### ASSIGNED TASK
Among the records that follow, find each line holding the word "size" and copy it.

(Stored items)
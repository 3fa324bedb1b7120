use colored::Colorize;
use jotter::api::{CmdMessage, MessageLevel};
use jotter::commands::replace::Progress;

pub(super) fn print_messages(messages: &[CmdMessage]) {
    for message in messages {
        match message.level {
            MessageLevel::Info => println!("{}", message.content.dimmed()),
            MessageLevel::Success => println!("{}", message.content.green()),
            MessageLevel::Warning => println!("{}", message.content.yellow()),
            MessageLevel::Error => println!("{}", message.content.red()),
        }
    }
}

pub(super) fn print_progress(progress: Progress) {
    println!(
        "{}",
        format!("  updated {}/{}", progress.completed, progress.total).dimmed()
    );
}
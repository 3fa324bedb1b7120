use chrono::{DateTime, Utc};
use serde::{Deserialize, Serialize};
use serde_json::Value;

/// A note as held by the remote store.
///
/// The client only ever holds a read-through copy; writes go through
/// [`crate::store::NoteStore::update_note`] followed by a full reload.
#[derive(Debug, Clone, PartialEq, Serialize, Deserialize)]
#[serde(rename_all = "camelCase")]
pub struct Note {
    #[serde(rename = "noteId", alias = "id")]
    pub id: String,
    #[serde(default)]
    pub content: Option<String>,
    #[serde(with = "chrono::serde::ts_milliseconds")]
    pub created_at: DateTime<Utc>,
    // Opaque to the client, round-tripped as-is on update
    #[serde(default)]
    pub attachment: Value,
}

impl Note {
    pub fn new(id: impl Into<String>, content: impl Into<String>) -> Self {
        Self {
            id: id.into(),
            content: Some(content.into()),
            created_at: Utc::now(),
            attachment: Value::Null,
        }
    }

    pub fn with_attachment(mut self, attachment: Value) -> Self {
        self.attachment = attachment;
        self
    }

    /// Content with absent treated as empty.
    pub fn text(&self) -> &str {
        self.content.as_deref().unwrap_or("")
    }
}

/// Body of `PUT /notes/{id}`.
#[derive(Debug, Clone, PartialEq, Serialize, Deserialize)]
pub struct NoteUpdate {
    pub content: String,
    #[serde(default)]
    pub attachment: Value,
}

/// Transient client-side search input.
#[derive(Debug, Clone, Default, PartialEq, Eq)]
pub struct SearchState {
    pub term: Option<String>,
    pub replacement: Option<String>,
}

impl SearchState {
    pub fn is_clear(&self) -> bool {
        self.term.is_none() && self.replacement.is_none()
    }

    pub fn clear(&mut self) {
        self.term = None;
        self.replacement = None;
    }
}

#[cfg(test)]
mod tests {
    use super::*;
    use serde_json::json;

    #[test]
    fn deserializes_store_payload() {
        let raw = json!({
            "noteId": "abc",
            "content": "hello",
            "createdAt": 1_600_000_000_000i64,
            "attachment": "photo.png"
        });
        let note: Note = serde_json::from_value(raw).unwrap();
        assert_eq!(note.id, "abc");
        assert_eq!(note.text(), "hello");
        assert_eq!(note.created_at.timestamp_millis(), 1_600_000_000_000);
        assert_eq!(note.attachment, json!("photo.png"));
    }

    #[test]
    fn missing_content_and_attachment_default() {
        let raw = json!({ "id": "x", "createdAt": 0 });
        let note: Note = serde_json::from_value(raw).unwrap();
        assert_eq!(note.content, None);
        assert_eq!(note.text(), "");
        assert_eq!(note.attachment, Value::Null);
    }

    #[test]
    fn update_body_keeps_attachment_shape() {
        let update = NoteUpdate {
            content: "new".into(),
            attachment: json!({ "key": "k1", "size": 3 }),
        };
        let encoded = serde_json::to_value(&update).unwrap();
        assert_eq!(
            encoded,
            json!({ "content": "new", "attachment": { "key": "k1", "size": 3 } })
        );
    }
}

### RESPONSE BOX
            attachment: json!({ "key": "k1", "size": 3 }),
            json!({ "content": "new", "attachment": { "key": "k1", "size": 3 } })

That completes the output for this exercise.